Cabe questionar o real impacto causado pela divulgação dos vídeos da reunião nas eleições de 2022, em que mais de 156 milhões de eleitores estavam aptos a votar. O relatório que serviu de base para a ação contra Bolsonaro trouxe a informação de que os vídeos com as falas mais exaltadas do ex-presidente durante a reunião circularam no Facebook e no Instagram, onde tiveram 589 mil e 587 mil visualizações.

Participação de Bolsonaro em motociata e culto também alterou jurisprudência

Outro caso em que houve alteração da jurisprudência envolve a participação de Bolsonaro em uma motociata e em um culto da Assembleia-Geral das Assembleias de Deus no Brasil, em Cuiabá (MT). Durante o evento, Bolsonaro afirmou que, se fosse a vontade de Deus, continuaria com sua missão de estar à frente do governo federal.
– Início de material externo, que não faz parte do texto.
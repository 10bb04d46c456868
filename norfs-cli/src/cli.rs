//! Command-line interface over flash image files.
//!
//! An image is the raw contents of a W25Qxx region: `block_count` sectors of
//! 4096 bytes. Every command loads it into the RAM flash simulator, runs the
//! filesystem on it, and writes it back if the command changed anything.

use std::fs;
use std::io::{self, Write as _};
use std::path::{Path, PathBuf};

use anyhow::{bail, Context, Result};
use clap::{Parser, Subcommand, ValueEnum};
use log::{debug, info};
use norfs::{boot_count, Error, MountOutcome, OpenFlags, RecoveryPolicy, Volume};
use norfs_adapters::{BlockCycles, BufferPool, NorFlashAdapter, VolumeConfig, W25qRamFlash};

const SECTOR_SIZE: usize = 4096;
const DEFAULT_BLOCK_COUNT: u32 = 128;

type ImageVolume = Volume<NorFlashAdapter<W25qRamFlash>, Vec<u8>>;

/// Inspect and modify norfs NOR flash images
#[derive(Parser, Debug)]
#[command(name = "norfs", version, about)]
pub struct Cli {
    /// Flash image file
    pub image: PathBuf,

    /// Number of 4096-byte blocks (default: 128 for `create`, the image size otherwise)
    #[arg(long, global = true)]
    pub block_count: Option<u32>,

    /// Compactions before the directory is relocated, -1 to never relocate
    #[arg(long, global = true, default_value_t = 500, allow_negative_numbers = true)]
    pub block_cycles: i32,

    #[command(subcommand)]
    pub command: Command,
}

#[derive(Subcommand, Debug)]
pub enum Command {
    /// Create an erased image
    Create {
        /// Overwrite an existing image
        #[arg(long)]
        force: bool,
    },
    /// Write an empty filesystem, destroying all files
    Format,
    /// Run the boot sequence: mount (formatting per policy) and count one boot
    Boot {
        /// What to do when the image does not mount
        #[arg(long, value_enum, default_value_t = Policy::Format)]
        policy: Policy,
    },
    /// List files
    Ls,
    /// Print a file to stdout
    Cat {
        /// File name in the image
        name: String,
    },
    /// Copy a host file into the image
    Put {
        /// Host file to copy
        source: PathBuf,
        /// Name in the image (default: the host file name)
        name: Option<String>,
    },
    /// Delete a file
    Rm {
        /// File name in the image
        name: String,
    },
    /// Show geometry, usage and the boot counter
    Info,
}

/// Recovery policy names on the command line.
#[derive(ValueEnum, Clone, Copy, Debug, PartialEq, Eq)]
pub enum Policy {
    /// Format on any mount failure
    Format,
    /// Retry once, format only a corrupt or blank image
    Diagnose,
    /// Never format
    Never,
}

impl From<Policy> for RecoveryPolicy {
    fn from(policy: Policy) -> Self {
        match policy {
            Policy::Format => RecoveryPolicy::FormatOnFailure,
            Policy::Diagnose => RecoveryPolicy::Diagnose,
            Policy::Never => RecoveryPolicy::Never,
        }
    }
}

pub fn run(cli: Cli) -> Result<()> {
    match &cli.command {
        Command::Create { force } => create(&cli, *force),
        Command::Format => {
            let mut volume = open_image(&cli)?;
            volume.format().context("formatting")?;
            save_image(&cli.image, volume)?;
            println!("Formatted {}", cli.image.display());
            Ok(())
        }
        Command::Boot { policy } => {
            let mut volume = open_image(&cli)?;
            let outcome = volume
                .mount_or_format((*policy).into())
                .context("mounting")?;
            if let MountOutcome::Formatted { cause } = outcome {
                println!("Mount failed ({cause}), formatted");
            }
            let count = boot_count::record_boot(&mut volume).context("recording boot")?;
            volume.unmount()?;
            save_image(&cli.image, volume)?;
            println!("Boot count: {count}");
            Ok(())
        }
        Command::Ls => {
            let mut volume = mounted(&cli)?;
            let mut total = 0u64;
            volume.list(|meta| {
                total += u64::from(meta.len());
                println!("{:>10}  {}", meta.len(), meta.name());
            })?;
            println!("{total} bytes");
            Ok(())
        }
        Command::Cat { name } => {
            let mut volume = mounted(&cli)?;
            let mut file = volume
                .open(name, OpenFlags::READ)
                .with_context(|| format!("opening {name}"))?;
            let mut stdout = io::stdout().lock();
            let mut buf = [0u8; 512];
            loop {
                let n = file.read(&mut buf)?;
                if n == 0 {
                    break;
                }
                stdout.write_all(&buf[..n])?;
            }
            file.close()?;
            stdout.flush()?;
            Ok(())
        }
        Command::Put { source, name } => {
            let data = fs::read(source).with_context(|| format!("reading {}", source.display()))?;
            let name = match name {
                Some(name) => name.clone(),
                None => source
                    .file_name()
                    .and_then(|n| n.to_str())
                    .context("source has no usable file name")?
                    .to_owned(),
            };
            let mut volume = mounted(&cli)?;
            let mut file = volume
                .open(&name, OpenFlags::WRITE | OpenFlags::CREATE | OpenFlags::TRUNC)
                .with_context(|| format!("creating {name}"))?;
            file.write(&data).with_context(|| format!("writing {name}"))?;
            file.close()?;
            volume.unmount()?;
            save_image(&cli.image, volume)?;
            println!("Wrote {} bytes to {name}", data.len());
            Ok(())
        }
        Command::Rm { name } => {
            let mut volume = mounted(&cli)?;
            volume.remove(name).with_context(|| format!("removing {name}"))?;
            volume.unmount()?;
            save_image(&cli.image, volume)?;
            Ok(())
        }
        Command::Info => info(&cli),
    }
}

fn config(cli: &Cli, block_count: u32) -> Result<VolumeConfig> {
    let cycles = BlockCycles::from_raw(cli.block_cycles)?;
    Ok(VolumeConfig::builder()
        .block_count(block_count)
        .block_cycles(cycles)
        .build()?)
}

fn create(cli: &Cli, force: bool) -> Result<()> {
    if cli.image.exists() && !force {
        bail!("{} already exists (use --force to overwrite)", cli.image.display());
    }
    let block_count = cli.block_count.unwrap_or(DEFAULT_BLOCK_COUNT);
    let config = config(cli, block_count)?;
    let flash = W25qRamFlash::new(block_count as usize);
    fs::write(&cli.image, flash.image())
        .with_context(|| format!("writing {}", cli.image.display()))?;
    println!(
        "Created {} ({} blocks, {} bytes)",
        cli.image.display(),
        config.block_count(),
        config.capacity()
    );
    Ok(())
}

fn open_image(cli: &Cli) -> Result<ImageVolume> {
    let image = fs::read(&cli.image).with_context(|| format!("reading {}", cli.image.display()))?;
    if image.is_empty() || image.len() % SECTOR_SIZE != 0 {
        bail!(
            "{} is {} bytes, not a whole number of {SECTOR_SIZE}-byte sectors",
            cli.image.display(),
            image.len()
        );
    }
    let blocks = u32::try_from(image.len() / SECTOR_SIZE).context("image too large")?;
    if let Some(expected) = cli.block_count {
        if expected != blocks {
            bail!("image holds {blocks} blocks but --block-count is {expected}");
        }
    }

    let config = config(cli, blocks)?;
    debug!("loading {} ({} blocks)", cli.image.display(), blocks);
    let flash = W25qRamFlash::from_image(image)?;
    let device = NorFlashAdapter::new(flash, config)?;
    Ok(Volume::new(device, BufferPool::allocate(&config))?)
}

fn mounted(cli: &Cli) -> Result<ImageVolume> {
    let mut volume = open_image(cli)?;
    volume
        .mount()
        .with_context(|| format!("mounting {} (run `boot` or `format` first)", cli.image.display()))?;
    Ok(volume)
}

fn save_image(path: &Path, volume: ImageVolume) -> Result<()> {
    let (device, _) = volume.into_parts();
    let flash = device.into_inner();
    info!("saving {} ({} erases this run)", path.display(), flash.stats().erases);
    fs::write(path, flash.into_image()).with_context(|| format!("writing {}", path.display()))
}

fn info(cli: &Cli) -> Result<()> {
    let mut volume = open_image(cli)?;
    let config = *volume.config();
    println!("Image:        {}", cli.image.display());
    println!("Block size:   {}", config.block_size());
    println!("Block count:  {}", config.block_count());
    println!("Capacity:     {} bytes", config.capacity());
    match config.block_cycles().get() {
        Some(cycles) => println!("Block cycles: {cycles}"),
        None => println!("Block cycles: unbounded"),
    }

    match volume.mount() {
        Ok(()) => {
            let used = volume.used_blocks()?;
            let mut files = 0;
            volume.list(|_| files += 1)?;
            println!("Used blocks:  {used} of {}", config.block_count());
            println!("Files:        {files}");
            println!("Boot count:   {}", boot_count::read_boot_count(&mut volume)?);
        }
        Err(e @ (Error::NoFilesystem | Error::Corrupt | Error::Incompatible)) => {
            println!("Filesystem:   none ({e})");
        }
        Err(e @ Error::ForeignFilesystem) => {
            println!("Filesystem:   foreign ({e}); `boot --policy diagnose` leaves it intact");
        }
        Err(e) => return Err(e).context("mounting"),
    }
    Ok(())
}

#[cfg(test)]
mod tests {
    use super::*;
    use clap::CommandFactory;

    fn run_args(image: &Path, args: &[&str]) -> Result<()> {
        let mut argv = vec!["norfs", image.to_str().unwrap()];
        argv.extend_from_slice(args);
        run(Cli::try_parse_from(argv)?)
    }

    fn boot_count_of(image: &Path) -> Result<u32> {
        let cli = Cli::try_parse_from(["norfs", image.to_str().unwrap(), "info"])?;
        let mut volume = mounted(&cli)?;
        Ok(boot_count::read_boot_count(&mut volume)?)
    }

    #[test]
    fn test_cli_definition() {
        Cli::command().debug_assert();
    }

    #[test]
    fn test_policy_names() {
        let cli = Cli::try_parse_from(["norfs", "x.img", "boot", "--policy", "diagnose"]).unwrap();
        assert!(matches!(cli.command, Command::Boot { policy: Policy::Diagnose }));
        assert_eq!(RecoveryPolicy::from(Policy::Format), RecoveryPolicy::default());
    }

    #[test]
    fn test_negative_block_cycles() {
        let cli = Cli::try_parse_from(["norfs", "x.img", "--block-cycles", "-1", "info"]).unwrap();
        assert_eq!(cli.block_cycles, -1);
        assert_eq!(config(&cli, 16).unwrap().block_cycles(), BlockCycles::UNBOUNDED);
    }

    #[test]
    fn test_boot_counts_across_runs() -> Result<()> {
        let dir = tempfile::tempdir()?;
        let image = dir.path().join("flash.img");
        run_args(&image, &["create", "--block-count", "16"])?;
        assert_eq!(fs::metadata(&image)?.len(), 16 * 4096);

        for _ in 0..3 {
            run_args(&image, &["boot"])?;
        }
        assert_eq!(boot_count_of(&image)?, 3);

        run_args(&image, &["format"])?;
        assert_eq!(boot_count_of(&image)?, 0);
        Ok(())
    }

    #[test]
    fn test_put_then_rm() -> Result<()> {
        let dir = tempfile::tempdir()?;
        let image = dir.path().join("flash.img");
        let source = dir.path().join("notes.txt");
        fs::write(&source, b"remember the milk")?;

        run_args(&image, &["create", "--block-count", "16"])?;
        run_args(&image, &["format"])?;
        run_args(&image, &["put", source.to_str().unwrap()])?;

        let cli = Cli::try_parse_from(["norfs", image.to_str().unwrap(), "ls"])?;
        let mut volume = mounted(&cli)?;
        assert_eq!(volume.metadata("notes.txt")?.len(), 17);
        drop(volume);

        run_args(&image, &["rm", "notes.txt"])?;
        let mut volume = mounted(&cli)?;
        assert!(!volume.exists("notes.txt")?);
        Ok(())
    }

    #[test]
    fn test_mismatched_block_count_is_rejected() -> Result<()> {
        let dir = tempfile::tempdir()?;
        let image = dir.path().join("flash.img");
        run_args(&image, &["create", "--block-count", "16"])?;
        assert!(run_args(&image, &["--block-count", "32", "format"]).is_err());
        assert!(run_args(&image, &["create"]).is_err());
        Ok(())
    }

    #[test]
    fn test_ls_needs_a_filesystem() -> Result<()> {
        let dir = tempfile::tempdir()?;
        let image = dir.path().join("flash.img");
        run_args(&image, &["create", "--block-count", "16"])?;
        assert!(run_args(&image, &["ls"]).is_err());
        run_args(&image, &["info"])?;
        Ok(())
    }
}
Ele ainda disse ter “certeza que, tendo vocês ao nosso lado, nós atingiremos os nossos objetivos”, e citou que “hoje temos uma luta do bem contra o mal”.

O TSE julgou que o “conjunto da obra”, incluindo a motociata e o discurso no culto, deixou claro que o ex-presidente havia antecipado um ato de campanha e citou as punições previstas no artigo 36-A da Lei Eleitoral (9.504 de 1997).

O artigo 36-A elenca uma série de atos, como a menção à candidatura e a exaltação de qualidades pessoais dos pré-candidatos que não configuram propaganda eleitoral antecipada, “desde que não envolvam pedido explícito de voto”.

Até então, o TSE considerava propaganda eleitoral antecipada somente as ocasiões nas quais havia pedido explícito de votos. Durante o julgamento, a ministra do TSE Maria Cláudia Bucchianeri aplicou a jurisprudência até então vigente e descartou a punição por propaganda antecipada.

De acordo com a ministra, as falas representaram um anúncio implícito de pré-candidatura, a exaltação de qualidades pessoais do pré-candidato e um pedido de apoio político, todas condutas permitidas no período pré-campanha, conforme o artigo 36-A da Lei das Eleições.

Mas ela foi voto vencido. Em sentido oposto, votaram os ministros Ricardo Lewandowski, Benedito Gonçalves, Carmem Lúcia e Alexandre de Moraes. Cármen Lúcia chegou a defender que a jurisprudência estava mantida, apenas com o novo direcionamento de que um conjunto de informações indique também pedido de votos.

André Marsiglia avalia que, se a Corte Eleitoral aplicar no pleito desse ano esse mesmo entendimento, possivelmente os atos de pré-campanha seriam inviabilizados em sua quase totalidade. No período que antecede as eleições, praticamente tudo que um pré-candidato faz está relacionado à sua campanha, a angariar apoios e simpatias.

Mas falta ao TSE uma linha sólida na jurisprudência, já que os precedentes variam conforme o caso, explica Adriano Soares. Ele ainda avalia que essa variação geram a sensação de insegurança e questionamentos sobre a neutralidade de um Tribunal essencial ao resguardo e proteção de democracia.